I set TRAIN.RPN_BATCHSIZE = 1 in train_faster_rcnn.sh to override the config. In the printed log I noticed the setting worked.

One update: I checked the log again and found in resnet_fusion.py when building_network, sequential = False in bilinear_pool. I changed this to True. and now it can run. Does sequential = True make sense?

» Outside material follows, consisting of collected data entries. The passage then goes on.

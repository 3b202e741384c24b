use std::fmt;

use crate::error::{ChessError, Result};

/// Grid coordinate. Rank 0 is the first row of the loader string and
/// grows downwards; file 0 is the leftmost column.
///
/// Signed so that off-board coordinates stay representable; rule queries
/// reject them instead of indexing with them.
#[derive(Debug, Clone, Copy, PartialEq, Eq, Hash)]
pub struct Square {
    pub rank: i8, // 0-7 on board
    pub file: i8, // 0-7 on board
}

impl Square {
    pub const fn new(rank: i8, file: i8) -> Self {
        Self { rank, file }
    }

    pub const fn is_on_board(self) -> bool {
        self.rank >= 0 && self.rank < 8 && self.file >= 0 && self.file < 8
    }

    pub const fn offset(self, d_rank: i8, d_file: i8) -> Self {
        Self::new(self.rank + d_rank, self.file + d_file)
    }

    /// All 64 squares, rank-major.
    pub fn all() -> impl Iterator<Item = Square> {
        (0..8).flat_map(|rank| (0..8).map(move |file| Square::new(rank, file)))
    }

    /// Parses `a1`..`h8`. When `flipped` is false rank 8 is grid rank 0,
    /// otherwise rank 1 is.
    pub fn from_algebraic(notation: &str, flipped: bool) -> Result<Self> {
        let invalid = || ChessError::InvalidSquare(notation.to_string());

        let mut chars = notation.chars();
        let (file, rank) = match (chars.next(), chars.next(), chars.next()) {
            (Some(file), Some(rank), None) => (file, rank),
            _ => return Err(invalid()),
        };

        if !('a'..='h').contains(&file) || !('1'..='8').contains(&rank) {
            return Err(invalid());
        }

        let file = (file as u8 - b'a') as i8;
        let rank_number = (rank as u8 - b'1') as i8;
        let rank = if flipped { rank_number } else { 7 - rank_number };

        Ok(Self::new(rank, file))
    }

    pub fn to_algebraic(self, flipped: bool) -> Option<String> {
        if !self.is_on_board() {
            return None;
        }
        let rank_number = if flipped { self.rank } else { 7 - self.rank };
        Some(format!(
            "{}{}",
            (b'a' + self.file as u8) as char,
            (b'1' + rank_number as u8) as char
        ))
    }

    pub(crate) fn index(self) -> (usize, usize) {
        (self.rank as usize, self.file as usize)
    }
}

impl fmt::Display for Square {
    fn fmt(&self, f: &mut fmt::Formatter<'_>) -> fmt::Result {
        write!(f, "({},{})", self.rank, self.file)
    }
}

rois, cls_prob, bbox_pred = self.build_network(sess, training) File "/home/sunglow/Downloads/RGB-N-master/tools/../lib/nets/resnet_fusion.py", line 275, in build_network bilinear_pool=compact_bilinear_pooling_layer(fc7,noise_fc7,2048*8,compute_size=16,sequential=False)

In the log figure you sent indicates the the dimensionality of bilinear layer is [3136(64X7x7), 16384], which has 64 as batch size (the default RPN batch size in yml file). In my case sequential is set to be False.

sunglowzhang · Answer 8 · Mon Nov 05 2018 10:56:04 GMT+0800 (China Standard Time)

I set TRAIN.RPN_BATCHSIZE = 1 in train_faster_rcnn.sh to override the config. In the printed log I noticed the setting worked.
One update: I checked the log again and found in resnet_fusion.py when building_network, sequential = False in bilinear_pool. I changed this to True. and now it can run. Does sequential = True make sense?
rois, cls_prob, bbox_pred = self.build_network(sess, training) File "/home/sunglow/Downloads/RGB-N-master/tools/../lib/nets/resnet_fusion.py", line 275, in build_network bilinear_pool=compact_bilinear_pooling_layer(fc7,noise_fc7,2048*8,compute_size=16,sequential=False)

In the log figure you sent indicates the the dimensionality of bilinear layer is [3136(64X7x7), 16384], which has 64 as batch size (the default RPN batch size in yml file). In my case sequential is set to be False.

En...Thanks! I will change the config yml directly.